Development of a high quantum yield probe for detection of mitochondrial G-quadruplexes in live cells based on fluorescence lifetime imaging microscopy.

Mitochondrial G-quadruplexes are components that are potentially involved in regulating mitochondrial function and play crucial roles in the replication and transcription of mitochondrial genes. Consequently, it is imperative to develop probes that can detect mitochondrial G-quadruplexes to understand their functions and mechanisms. In this study, a triphenylamine fluorescent probe, TPPE, which has excellent cytocompatibility and does not affect the natural state of G-quadruplexes, was designed and demonstrated to localize primarily to the mitochondria. Owing to the unique binding mode between TPPE and G-quadruplexes, TPPE was able to distinguish G-quadruplexes from other substances due to the higher fluorescence lifetime and quantum yield.
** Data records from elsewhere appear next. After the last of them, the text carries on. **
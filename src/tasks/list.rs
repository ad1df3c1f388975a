//! Pagination and filtering for `GET /tasks`.

use super::types::{null_as_default, TaskStatus};
use chrono::{DateTime, SecondsFormat, Utc};
use serde::{Deserialize, Serialize};
use std::collections::HashMap;

/// Query options for listing tasks. Unset fields are not sent.
#[derive(Debug, Clone, Default, PartialEq, Eq)]
pub struct ListTasksOptions {
    pub page_size: Option<u32>,
    pub page_number: Option<u32>,
    pub session_id: Option<String>,
    pub filter_by: Option<TaskStatus>,
    /// Only tasks created at or after this instant.
    pub after: Option<DateTime<Utc>>,
    /// Only tasks created before this instant.
    pub before: Option<DateTime<Utc>>,
}

impl ListTasksOptions {
    pub fn new() -> Self {
        Self::default()
    }

    pub fn page_size(mut self, size: u32) -> Self {
        self.page_size = Some(size);
        self
    }

    pub fn page_number(mut self, number: u32) -> Self {
        self.page_number = Some(number);
        self
    }

    pub fn session_id(mut self, session_id: impl Into<String>) -> Self {
        self.session_id = Some(session_id.into());
        self
    }

    pub fn filter_by(mut self, status: TaskStatus) -> Self {
        self.filter_by = Some(status);
        self
    }

    pub fn after(mut self, after: DateTime<Utc>) -> Self {
        self.after = Some(after);
        self
    }

    pub fn before(mut self, before: DateTime<Utc>) -> Self {
        self.before = Some(before);
        self
    }

    /// Query pairs in wire order, only for the options that are set.
    pub fn query_pairs(&self) -> Vec<(&'static str, String)> {
        let mut pairs = Vec::new();
        if let Some(size) = self.page_size {
            pairs.push(("pageSize", size.to_string()));
        }
        if let Some(number) = self.page_number {
            pairs.push(("pageNumber", number.to_string()));
        }
        if let Some(session_id) = &self.session_id {
            pairs.push(("sessionId", session_id.clone()));
        }
        if let Some(status) = self.filter_by {
            pairs.push(("filterBy", status.as_str().to_string()));
        }
        if let Some(after) = self.after {
            pairs.push(("after", after.to_rfc3339_opts(SecondsFormat::Secs, true)));
        }
        if let Some(before) = self.before {
            pairs.push(("before", before.to_rfc3339_opts(SecondsFormat::Secs, true)));
        }
        pairs
    }

    /// `/tasks` plus an encoded query string when any option is set.
    pub(crate) fn to_path(&self) -> String {
        let pairs = self.query_pairs();
        if pairs.is_empty() {
            return "/tasks".to_string();
        }
        let query = url::form_urlencoded::Serializer::new(String::new())
            .extend_pairs(pairs)
            .finish();
        format!("/tasks?{}", query)
    }
}

/// Lightweight task summary as it appears in list pages (no steps or files).
#[derive(Debug, Clone, PartialEq, Serialize, Deserialize)]
#[serde(rename_all = "camelCase")]
pub struct TaskItemView {
    pub id: String,
    pub session_id: String,
    #[serde(default, deserialize_with = "null_as_default")]
    pub llm: String,
    #[serde(default, deserialize_with = "null_as_default")]
    pub task: String,
    pub status: TaskStatus,
    pub created_at: DateTime<Utc>,
    #[serde(default)]
    pub started_at: Option<DateTime<Utc>>,
    #[serde(default)]
    pub finished_at: Option<DateTime<Utc>>,
    #[serde(default, deserialize_with = "null_as_default")]
    pub metadata: HashMap<String, serde_json::Value>,
    #[serde(default)]
    pub output: Option<String>,
    #[serde(default)]
    pub browser_use_version: Option<String>,
    #[serde(default)]
    pub is_success: Option<bool>,
    #[serde(default)]
    pub judgement: Option<String>,
    #[serde(default)]
    pub judge_verdict: Option<bool>,
}

/// One page of tasks.
#[derive(Debug, Clone, PartialEq, Serialize, Deserialize)]
#[serde(rename_all = "camelCase")]
pub struct TaskListResponse {
    #[serde(default, deserialize_with = "null_as_default")]
    pub items: Vec<TaskItemView>,
    pub total_items: u64,
    pub page_number: u32,
    pub page_size: u32,
}

impl TaskListResponse {
    pub fn total_pages(&self) -> u64 {
        if self.page_size == 0 {
            return 0;
        }
        self.total_items.div_ceil(u64::from(self.page_size))
    }

    /// Page numbers start at 1.
    pub fn has_next_page(&self) -> bool {
        u64::from(self.page_number) < self.total_pages()
    }

    /// Options for the following page, keeping the filters of `current`.
    pub fn next_page_options(&self, current: &ListTasksOptions) -> Option<ListTasksOptions> {
        if !self.has_next_page() {
            return None;
        }
        let next = self.page_number.checked_add(1)?;
        Some(
            current
                .clone()
                .page_size(self.page_size)
                .page_number(next),
        )
    }
}
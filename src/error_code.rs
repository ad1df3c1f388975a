//! Known HTTP status codes returned by the Browser Use API.
//!
//! The service documents a small set of failure statuses. Each one carries a
//! fixed human-readable message that is used when the response body does not
//! provide a structured one.
//!
//! ## Known statuses
//!
//! | Status | Name                | Fallback message                          |
//! |--------|---------------------|-------------------------------------------|
//! | 400    | `bad_request`       | Session is stopped or has running task    |
//! | 404    | `not_found`         | Resource not found                        |
//! | 422    | `validation_failed` | Request validation failed                 |
//! | 429    | `rate_limited`      | Too many concurrent active sessions       |
//! | 500    | `server_error`      | Internal server error                     |
//!
//! ## Example
//!
//! ```rust
//! use browser_use_sdk::error_code::KnownStatus;
//!
//! let status = KnownStatus::from_http_status(404).unwrap();
//! assert_eq!(status.fallback_message(), "Resource not found");
//! assert_eq!(status.name(), "not_found");
//! assert!(KnownStatus::from_http_status(418).is_none());
//! ```

use std::fmt;

/// A status code the API is known to use for failures.
#[derive(Debug, Clone, Copy, PartialEq, Eq, Hash)]
pub enum KnownStatus {
    /// 400: the session is stopped or already has a running task
    BadRequest,
    /// 404: task or session does not exist
    NotFound,
    /// 422: request body failed validation
    ValidationFailed,
    /// 429: too many concurrent active sessions
    RateLimited,
    /// 500: internal server error
    ServerError,
}

impl KnownStatus {
    /// Maps an HTTP status code to a known status, if any.
    pub fn from_http_status(status: u16) -> Option<Self> {
        let known = match status {
            400 => Self::BadRequest,
            404 => Self::NotFound,
            422 => Self::ValidationFailed,
            429 => Self::RateLimited,
            500 => Self::ServerError,
            _ => return None,
        };
        Some(known)
    }

    /// Returns the numeric HTTP status code.
    #[inline]
    pub fn http_status(&self) -> u16 {
        match self {
            Self::BadRequest => 400,
            Self::NotFound => 404,
            Self::ValidationFailed => 422,
            Self::RateLimited => 429,
            Self::ServerError => 500,
        }
    }

    /// Returns the stable snake_case name (e.g., `"not_found"`).
    #[inline]
    pub fn name(&self) -> &'static str {
        match self {
            Self::BadRequest => "bad_request",
            Self::NotFound => "not_found",
            Self::ValidationFailed => "validation_failed",
            Self::RateLimited => "rate_limited",
            Self::ServerError => "server_error",
        }
    }

    /// Returns the message used when the body carries no structured one.
    #[inline]
    pub fn fallback_message(&self) -> &'static str {
        match self {
            Self::BadRequest => "Session is stopped or has running task",
            Self::NotFound => "Resource not found",
            Self::ValidationFailed => "Request validation failed",
            Self::RateLimited => "Too many concurrent active sessions",
            Self::ServerError => "Internal server error",
        }
    }
}

impl fmt::Display for KnownStatus {
    fn fmt(&self, f: &mut fmt::Formatter<'_>) -> fmt::Result {
        write!(f, "{} ({})", self.http_status(), self.name())
    }
}
//! Minimal prelude for application code.

pub use crate::client::{BrowserUseClient, BrowserUseClientBuilder};
pub use crate::error::{ApiError, Error};
pub use crate::tasks::{
    CompleteOptions, CreateTaskRequest, ListTasksOptions, LlmModel, Task, TaskListResponse,
    TaskStatus, TaskView, Vision,
};
pub use crate::CancellationToken;
use super::completion::CompleteOptions;
use super::service::TasksService;
use super::types::{TaskLogFileResponse, TaskView};
use crate::Result;

/// Handle to a task created through [`TasksService::create_task`].
///
/// Holds only identifiers; every method queries the service for fresh state.
#[derive(Debug, Clone)]
pub struct Task {
    id: String,
    session_id: String,
    service: TasksService,
}

impl Task {
    pub(crate) fn new(id: String, session_id: String, service: TasksService) -> Self {
        Self {
            id,
            session_id,
            service,
        }
    }

    pub fn id(&self) -> &str {
        &self.id
    }

    /// Browser session the task runs in.
    pub fn session_id(&self) -> &str {
        &self.session_id
    }

    pub async fn get(&self) -> Result<TaskView> {
        self.service.get_task(&self.id).await
    }

    pub async fn stop(&self) -> Result<TaskView> {
        self.service.stop_task(&self.id).await
    }

    /// Stop the task and its browser session.
    pub async fn stop_with_session(&self) -> Result<TaskView> {
        self.service.stop_task_and_session(&self.id).await
    }

    pub async fn get_logs(&self) -> Result<TaskLogFileResponse> {
        self.service.get_task_logs(&self.id).await
    }

    /// Wait for the task to finish or stop and return the final snapshot.
    ///
    /// Fetches once right away, then every `poll_interval` (default 2s),
    /// giving up after `timeout` (default 5min) with [`Error::Timeout`] or
    /// when the cancellation token fires with [`Error::Cancelled`]. A failed
    /// fetch is returned as-is and ends the wait.
    ///
    /// [`Error::Timeout`]: crate::Error::Timeout
    /// [`Error::Cancelled`]: crate::Error::Cancelled
    pub async fn complete(&self, options: CompleteOptions) -> Result<TaskView> {
        self.service.complete_task(&self.id, &options).await
    }
}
On the basis of the photon counts determined via fluorescence lifetime imaging microscopy, we analyzed the differences in the numbers of mitochondrial G-quadruplexes in various cell lines. We observed reductions in the number of mitochondrial G-quadruplexes during apoptosis, ferroptosis and glycolysis inhibition. This study shows the great potential of using TPPE to track and analyze mitochondrial G-quadruplexes and presents a novel perspective in the development of probes to detect mitochondrial G-quadruplexes in live cells.